GOAL OF THE EXERCISE:
Take the data below. Output it exactly from its first line through the line containing "fragments, then fails.".
-*-
//! Scripted in-memory provider for session tests. No network.

use std::collections::VecDeque;
use std::sync::{Arc, Mutex};

use async_trait::async_trait;
use futures::stream::{self, StreamExt};
use tokio::sync::Notify;

use super::{ChatProvider, ChatSession, FragmentStream, LlmError};

/// One scripted reply, consumed by the next `send`.
pub enum Reply {
    /// Streams the fragments, then ends cleanly.
    Fragments(Vec<&'static str>),
    /// Streams the fragments, then fails.
    FailAfter(Vec<&'static str>),
    /// `send` itself fails before any fragment.
    Reject,
    /// Waits for the gate before streaming the fragments.
    Held(Vec<&'static str>, Arc<Notify>),
}

#[derive(Clone, Default)]
pub struct ScriptedProvider {
    fail_open: bool,
    replies: Arc<Mutex<VecDeque<Reply>>>,
    sent: Arc<Mutex<Vec<String>>>,
}

impl ScriptedProvider {
    pub fn new(replies: Vec<Reply>) -> Self {
        Self {
            replies: Arc::new(Mutex::new(replies.into())),
            ..Self::default()
        }
    }

    pub fn failing_open() -> Self {
        Self {
            fail_open: true,
            ..Self::default()
        }
    }

    /// Every text passed to `send`, in order.
    pub fn sent(&self) -> Vec<String> {
        self.sent.lock().unwrap().clone()
    }
}

#[async_trait]
impl ChatProvider for ScriptedProvider {
    async fn open(&self) -> Result<Box<dyn ChatSession>, LlmError> {
        if self.fail_open {
            return Err(LlmError::Api {
                status: 503,
                message: "provider unavailable".to_string(),
            });
        }
        Ok(Box::new(ScriptedChat {
            replies: Arc::clone(&self.replies),
            sent: Arc::clone(&self.sent),
        }))
    }
}

struct ScriptedChat {
    replies: Arc<Mutex<VecDeque<Reply>>>,
    sent: Arc<Mutex<Vec<String>>>,
}

#[async_trait]
impl ChatSession for ScriptedChat {
    async fn send(&self, text: &str) -> Result<FragmentStream, LlmError> {
        self.sent.lock().unwrap().push(text.to_string());
        let reply = self
            .replies
            .lock()
            .unwrap()
            .pop_front()
            .ok_or_else(|| LlmError::Stream("no scripted reply".to_string()))?;

        let ok = |fragments: Vec<&'static str>| {
            fragments
                .into_iter()
                .map(|f| Ok(f.to_string()))
                .collect::<Vec<_>>()
        };

        Ok(match reply {
            Reply::Fragments(fragments) => stream::iter(ok(fragments)).boxed(),
            Reply::FailAfter(fragments) => {
                let mut items = ok(fragments);
                items.push(Err(LlmError::Stream("connection reset".to_string())));
                stream::iter(items).boxed()
            }
            Reply::Reject => {
                return Err(LlmError::Api {
                    status: 500,
                    message: "internal".to_string(),
                })
            }
            Reply::Held(fragments, gate) => {
                let wait = stream::once(async move { gate.notified().await })
                    .filter_map(|_| async { None::<Result<String, LlmError>> });
                wait.chain(stream::iter(ok(fragments))).boxed()
            }
        })
    }
}
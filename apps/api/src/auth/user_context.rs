//! The logged-in user as an explicit object.
//!
//! Loaded once at startup from a single JSON file, replaced on login, removed
//! on logout. Handed to the router through `AppState`; nothing reads the file
//! behind its back.

use std::path::{Path, PathBuf};
use std::sync::Arc;

use tokio::sync::RwLock;
use tracing::{info, warn};

use super::AuthError;
use crate::models::user::User;

#[derive(Clone)]
pub struct UserContext {
    path: PathBuf,
    current: Arc<RwLock<Option<User>>>,
}

impl UserContext {
    /// Reads the stored user, if any. A missing or unreadable file means
    /// nobody is logged in.
    pub async fn load(path: impl AsRef<Path>) -> Self {
        let path = path.as_ref().to_path_buf();
        let current = match tokio::fs::read(&path).await {
            Ok(bytes) => match serde_json::from_slice::<User>(&bytes) {
                Ok(user) => {
                    info!(user = %user.name, "Restored logged-in user");
                    Some(user)
                }
                Err(e) => {
                    warn!("Ignoring unreadable user store {}: {e}", path.display());
                    None
                }
            },
            Err(e) if e.kind() == std::io::ErrorKind::NotFound => None,
            Err(e) => {
                warn!("Failed to read user store {}: {e}", path.display());
                None
            }
        };

        Self {
            path,
            current: Arc::new(RwLock::new(current)),
        }
    }

    pub async fn current(&self) -> Option<User> {
        self.current.read().await.clone()
    }

    /// Stores the user in memory and on disk.
    pub async fn set(&self, user: User) -> Result<(), AuthError> {
        let bytes = serde_json::to_vec(&user)?;
        if let Some(parent) = self.path.parent().filter(|p| !p.as_os_str().is_empty()) {
            tokio::fs::create_dir_all(parent).await?;
        }
        tokio::fs::write(&self.path, bytes).await?;
        *self.current.write().await = Some(user);
        Ok(())
    }

    /// Logs out. Returns the user that was cleared, if any.
    pub async fn clear(&self) -> Result<Option<User>, AuthError> {
        let previous = self.current.write().await.take();
        match tokio::fs::remove_file(&self.path).await {
            Ok(()) => {}
            Err(e) if e.kind() == std::io::ErrorKind::NotFound => {}
            Err(e) => return Err(e.into()),
        }
        Ok(previous)
    }
}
-*-
TASK RESULT:
//! Scripted in-memory provider for session tests. No network.

use std::collections::VecDeque;
use std::sync::{Arc, Mutex};

use async_trait::async_trait;
use futures::stream::{self, StreamExt};
use tokio::sync::Notify;

use super::{ChatProvider, ChatSession, FragmentStream, LlmError};

/// One scripted reply, consumed by the next `send`.
pub enum Reply {
    /// Streams the fragments, then ends cleanly.
    Fragments(Vec<&'static str>),
    /// Streams the fragments, then fails.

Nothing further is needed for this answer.